[Work instructions]
Reproduce exactly, and only, the lines below from the one containing "with id deduplication." through the one containing "pub enum EdgeSource".

··· Data to examine ···

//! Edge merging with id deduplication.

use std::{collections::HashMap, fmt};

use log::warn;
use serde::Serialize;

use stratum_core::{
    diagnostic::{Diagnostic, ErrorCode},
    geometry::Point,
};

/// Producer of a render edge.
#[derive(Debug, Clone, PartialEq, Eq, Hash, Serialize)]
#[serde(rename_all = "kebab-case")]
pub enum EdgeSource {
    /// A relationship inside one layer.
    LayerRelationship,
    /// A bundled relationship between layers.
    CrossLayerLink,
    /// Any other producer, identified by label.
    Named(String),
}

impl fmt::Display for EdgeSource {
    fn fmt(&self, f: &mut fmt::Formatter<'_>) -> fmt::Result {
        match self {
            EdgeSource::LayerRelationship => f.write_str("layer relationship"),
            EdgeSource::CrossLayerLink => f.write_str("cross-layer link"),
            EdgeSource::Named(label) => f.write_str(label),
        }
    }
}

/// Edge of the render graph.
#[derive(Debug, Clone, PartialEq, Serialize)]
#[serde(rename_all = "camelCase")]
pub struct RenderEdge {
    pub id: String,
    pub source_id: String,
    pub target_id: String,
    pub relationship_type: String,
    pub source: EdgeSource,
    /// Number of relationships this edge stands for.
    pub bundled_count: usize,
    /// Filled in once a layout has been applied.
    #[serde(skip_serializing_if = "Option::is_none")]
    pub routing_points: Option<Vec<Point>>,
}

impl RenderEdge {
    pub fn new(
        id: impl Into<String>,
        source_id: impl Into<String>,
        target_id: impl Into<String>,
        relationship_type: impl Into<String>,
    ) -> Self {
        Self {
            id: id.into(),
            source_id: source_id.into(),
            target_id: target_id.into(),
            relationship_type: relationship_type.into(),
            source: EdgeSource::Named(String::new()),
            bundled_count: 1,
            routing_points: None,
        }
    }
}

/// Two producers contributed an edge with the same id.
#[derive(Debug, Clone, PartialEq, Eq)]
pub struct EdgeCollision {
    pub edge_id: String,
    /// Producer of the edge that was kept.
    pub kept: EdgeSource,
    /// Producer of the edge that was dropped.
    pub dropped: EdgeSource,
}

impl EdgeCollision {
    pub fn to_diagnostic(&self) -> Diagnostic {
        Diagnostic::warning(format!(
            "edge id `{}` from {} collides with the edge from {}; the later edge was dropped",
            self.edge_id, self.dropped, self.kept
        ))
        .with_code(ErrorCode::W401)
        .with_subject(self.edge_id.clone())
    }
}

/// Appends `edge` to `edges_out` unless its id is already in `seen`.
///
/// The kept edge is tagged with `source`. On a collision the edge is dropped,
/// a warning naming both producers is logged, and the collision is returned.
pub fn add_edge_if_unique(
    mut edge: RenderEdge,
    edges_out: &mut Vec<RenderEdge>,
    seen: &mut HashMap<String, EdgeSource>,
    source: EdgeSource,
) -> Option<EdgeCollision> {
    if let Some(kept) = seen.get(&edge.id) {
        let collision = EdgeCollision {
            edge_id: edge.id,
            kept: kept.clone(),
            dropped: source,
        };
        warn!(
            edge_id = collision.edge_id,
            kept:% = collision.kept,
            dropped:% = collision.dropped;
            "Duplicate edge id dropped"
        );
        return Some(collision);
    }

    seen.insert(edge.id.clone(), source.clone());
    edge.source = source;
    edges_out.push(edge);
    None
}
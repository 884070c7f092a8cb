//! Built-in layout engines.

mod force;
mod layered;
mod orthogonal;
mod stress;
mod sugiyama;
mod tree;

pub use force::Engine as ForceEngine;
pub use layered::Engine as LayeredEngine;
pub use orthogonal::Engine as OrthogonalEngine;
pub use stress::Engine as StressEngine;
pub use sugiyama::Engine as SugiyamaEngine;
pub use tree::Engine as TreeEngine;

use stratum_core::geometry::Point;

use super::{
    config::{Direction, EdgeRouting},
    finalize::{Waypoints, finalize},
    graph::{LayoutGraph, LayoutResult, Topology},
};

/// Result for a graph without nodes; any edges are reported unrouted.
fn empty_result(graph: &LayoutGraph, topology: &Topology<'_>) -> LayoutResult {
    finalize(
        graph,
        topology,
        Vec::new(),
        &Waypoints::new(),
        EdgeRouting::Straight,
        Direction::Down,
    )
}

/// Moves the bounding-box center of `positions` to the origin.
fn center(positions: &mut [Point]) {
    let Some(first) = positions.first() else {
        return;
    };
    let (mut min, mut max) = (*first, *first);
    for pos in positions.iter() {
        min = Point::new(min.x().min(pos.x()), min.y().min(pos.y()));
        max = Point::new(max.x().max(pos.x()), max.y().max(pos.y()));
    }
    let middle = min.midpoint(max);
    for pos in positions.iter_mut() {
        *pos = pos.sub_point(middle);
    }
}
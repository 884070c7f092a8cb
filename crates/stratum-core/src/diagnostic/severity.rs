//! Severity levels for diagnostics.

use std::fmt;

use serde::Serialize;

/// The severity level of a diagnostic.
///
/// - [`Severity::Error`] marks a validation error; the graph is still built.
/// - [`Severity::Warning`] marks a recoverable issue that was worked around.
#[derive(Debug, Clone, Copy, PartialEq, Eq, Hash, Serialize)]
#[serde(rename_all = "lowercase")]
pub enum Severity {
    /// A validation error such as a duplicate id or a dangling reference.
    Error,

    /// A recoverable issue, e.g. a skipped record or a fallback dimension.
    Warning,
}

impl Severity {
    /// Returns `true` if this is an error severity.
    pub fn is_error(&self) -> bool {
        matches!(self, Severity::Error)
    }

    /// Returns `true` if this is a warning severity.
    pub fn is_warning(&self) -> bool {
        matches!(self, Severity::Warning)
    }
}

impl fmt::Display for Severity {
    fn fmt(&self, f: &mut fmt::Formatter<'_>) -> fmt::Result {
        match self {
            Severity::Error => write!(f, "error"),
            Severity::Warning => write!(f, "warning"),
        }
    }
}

···
··· Data to examine ···

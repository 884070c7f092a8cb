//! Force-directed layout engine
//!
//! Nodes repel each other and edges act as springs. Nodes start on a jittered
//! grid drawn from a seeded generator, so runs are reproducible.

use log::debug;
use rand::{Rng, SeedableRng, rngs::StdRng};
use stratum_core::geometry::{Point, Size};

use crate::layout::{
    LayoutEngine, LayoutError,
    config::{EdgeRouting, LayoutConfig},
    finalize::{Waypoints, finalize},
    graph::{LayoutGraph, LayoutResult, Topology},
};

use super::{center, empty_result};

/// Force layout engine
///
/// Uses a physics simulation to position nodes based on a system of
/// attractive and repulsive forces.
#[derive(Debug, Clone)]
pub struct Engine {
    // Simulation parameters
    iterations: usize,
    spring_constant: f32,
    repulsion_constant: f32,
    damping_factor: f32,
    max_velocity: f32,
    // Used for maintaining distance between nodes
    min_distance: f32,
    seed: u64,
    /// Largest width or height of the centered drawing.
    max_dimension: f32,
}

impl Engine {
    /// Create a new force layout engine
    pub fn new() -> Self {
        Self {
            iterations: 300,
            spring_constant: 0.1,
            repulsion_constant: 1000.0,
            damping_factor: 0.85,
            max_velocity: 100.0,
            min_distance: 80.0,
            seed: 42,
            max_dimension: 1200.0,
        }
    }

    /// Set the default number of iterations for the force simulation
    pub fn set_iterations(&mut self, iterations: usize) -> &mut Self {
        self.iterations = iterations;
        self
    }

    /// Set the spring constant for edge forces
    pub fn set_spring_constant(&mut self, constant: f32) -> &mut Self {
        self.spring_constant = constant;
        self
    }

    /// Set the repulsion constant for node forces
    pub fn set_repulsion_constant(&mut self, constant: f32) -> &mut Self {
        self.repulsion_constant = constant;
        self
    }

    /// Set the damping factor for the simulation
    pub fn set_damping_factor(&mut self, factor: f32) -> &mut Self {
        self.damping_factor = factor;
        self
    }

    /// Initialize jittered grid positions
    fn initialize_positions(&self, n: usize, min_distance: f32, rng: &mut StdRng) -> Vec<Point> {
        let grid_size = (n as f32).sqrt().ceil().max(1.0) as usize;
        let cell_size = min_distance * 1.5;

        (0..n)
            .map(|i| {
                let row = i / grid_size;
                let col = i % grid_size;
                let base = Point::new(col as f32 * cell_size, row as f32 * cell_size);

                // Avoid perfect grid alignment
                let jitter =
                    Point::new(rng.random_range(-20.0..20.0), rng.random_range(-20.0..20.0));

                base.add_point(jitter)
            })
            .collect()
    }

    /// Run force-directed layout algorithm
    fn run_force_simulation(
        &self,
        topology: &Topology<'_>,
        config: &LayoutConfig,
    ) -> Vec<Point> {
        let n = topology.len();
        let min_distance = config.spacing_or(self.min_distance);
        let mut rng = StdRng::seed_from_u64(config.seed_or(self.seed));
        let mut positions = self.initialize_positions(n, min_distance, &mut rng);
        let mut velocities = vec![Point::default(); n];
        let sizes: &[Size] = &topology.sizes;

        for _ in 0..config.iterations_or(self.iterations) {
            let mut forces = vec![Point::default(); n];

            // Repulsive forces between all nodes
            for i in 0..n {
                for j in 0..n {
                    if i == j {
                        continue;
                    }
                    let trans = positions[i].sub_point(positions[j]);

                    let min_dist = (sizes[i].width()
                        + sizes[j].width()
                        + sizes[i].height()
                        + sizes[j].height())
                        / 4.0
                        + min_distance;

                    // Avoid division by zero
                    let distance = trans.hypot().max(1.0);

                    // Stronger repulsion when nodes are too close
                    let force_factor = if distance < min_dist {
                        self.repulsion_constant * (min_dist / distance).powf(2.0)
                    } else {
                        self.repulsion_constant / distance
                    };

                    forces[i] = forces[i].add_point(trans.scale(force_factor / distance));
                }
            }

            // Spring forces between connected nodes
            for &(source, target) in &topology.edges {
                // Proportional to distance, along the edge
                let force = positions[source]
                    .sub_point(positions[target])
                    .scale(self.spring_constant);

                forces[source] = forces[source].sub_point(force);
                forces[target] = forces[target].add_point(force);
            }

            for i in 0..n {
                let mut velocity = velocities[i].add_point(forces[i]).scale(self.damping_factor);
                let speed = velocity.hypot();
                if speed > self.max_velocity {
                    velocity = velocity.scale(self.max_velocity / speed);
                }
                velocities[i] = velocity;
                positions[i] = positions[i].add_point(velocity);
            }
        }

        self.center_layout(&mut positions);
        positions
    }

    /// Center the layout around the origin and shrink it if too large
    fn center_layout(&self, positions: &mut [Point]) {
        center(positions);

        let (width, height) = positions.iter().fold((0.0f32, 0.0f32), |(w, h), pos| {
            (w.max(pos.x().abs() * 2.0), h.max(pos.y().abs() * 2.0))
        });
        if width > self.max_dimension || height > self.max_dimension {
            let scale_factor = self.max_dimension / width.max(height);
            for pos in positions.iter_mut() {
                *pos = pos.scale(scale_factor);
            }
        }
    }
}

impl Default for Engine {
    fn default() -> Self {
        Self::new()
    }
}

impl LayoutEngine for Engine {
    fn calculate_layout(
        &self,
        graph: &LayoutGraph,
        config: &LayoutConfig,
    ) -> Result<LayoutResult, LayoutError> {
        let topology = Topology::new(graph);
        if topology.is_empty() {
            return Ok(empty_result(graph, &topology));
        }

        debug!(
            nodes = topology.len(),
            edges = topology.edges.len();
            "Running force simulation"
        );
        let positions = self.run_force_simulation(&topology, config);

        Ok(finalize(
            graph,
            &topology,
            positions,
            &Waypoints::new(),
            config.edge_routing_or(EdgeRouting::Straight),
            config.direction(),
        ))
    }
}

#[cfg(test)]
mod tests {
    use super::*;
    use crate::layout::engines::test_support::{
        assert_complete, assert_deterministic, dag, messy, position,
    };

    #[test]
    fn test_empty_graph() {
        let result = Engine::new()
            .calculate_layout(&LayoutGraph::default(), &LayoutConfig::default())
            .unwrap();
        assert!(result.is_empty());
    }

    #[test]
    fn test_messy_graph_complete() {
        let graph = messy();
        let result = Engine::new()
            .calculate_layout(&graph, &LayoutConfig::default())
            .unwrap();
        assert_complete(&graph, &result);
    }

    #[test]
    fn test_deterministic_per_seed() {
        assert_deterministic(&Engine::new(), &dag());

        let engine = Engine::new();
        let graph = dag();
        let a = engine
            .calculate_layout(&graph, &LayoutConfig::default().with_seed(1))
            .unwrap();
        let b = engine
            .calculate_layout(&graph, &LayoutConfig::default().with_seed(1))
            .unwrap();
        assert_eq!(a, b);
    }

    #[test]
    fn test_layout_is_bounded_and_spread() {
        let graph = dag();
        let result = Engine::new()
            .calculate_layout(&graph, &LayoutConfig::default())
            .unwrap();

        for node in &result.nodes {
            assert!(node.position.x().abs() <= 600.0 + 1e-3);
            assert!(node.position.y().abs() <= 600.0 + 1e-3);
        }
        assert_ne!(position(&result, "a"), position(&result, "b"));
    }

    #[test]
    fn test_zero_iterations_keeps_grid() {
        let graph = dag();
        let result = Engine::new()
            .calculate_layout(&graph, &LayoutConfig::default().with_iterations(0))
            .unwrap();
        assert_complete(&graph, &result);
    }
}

···

[Your response]
//! Edge merging with id deduplication.

use std::{collections::HashMap, fmt};

use log::warn;
use serde::Serialize;

use stratum_core::{
    diagnostic::{Diagnostic, ErrorCode},
    geometry::Point,
};

/// Producer of a render edge.
#[derive(Debug, Clone, PartialEq, Eq, Hash, Serialize)]
#[serde(rename_all = "kebab-case")]
pub enum EdgeSource {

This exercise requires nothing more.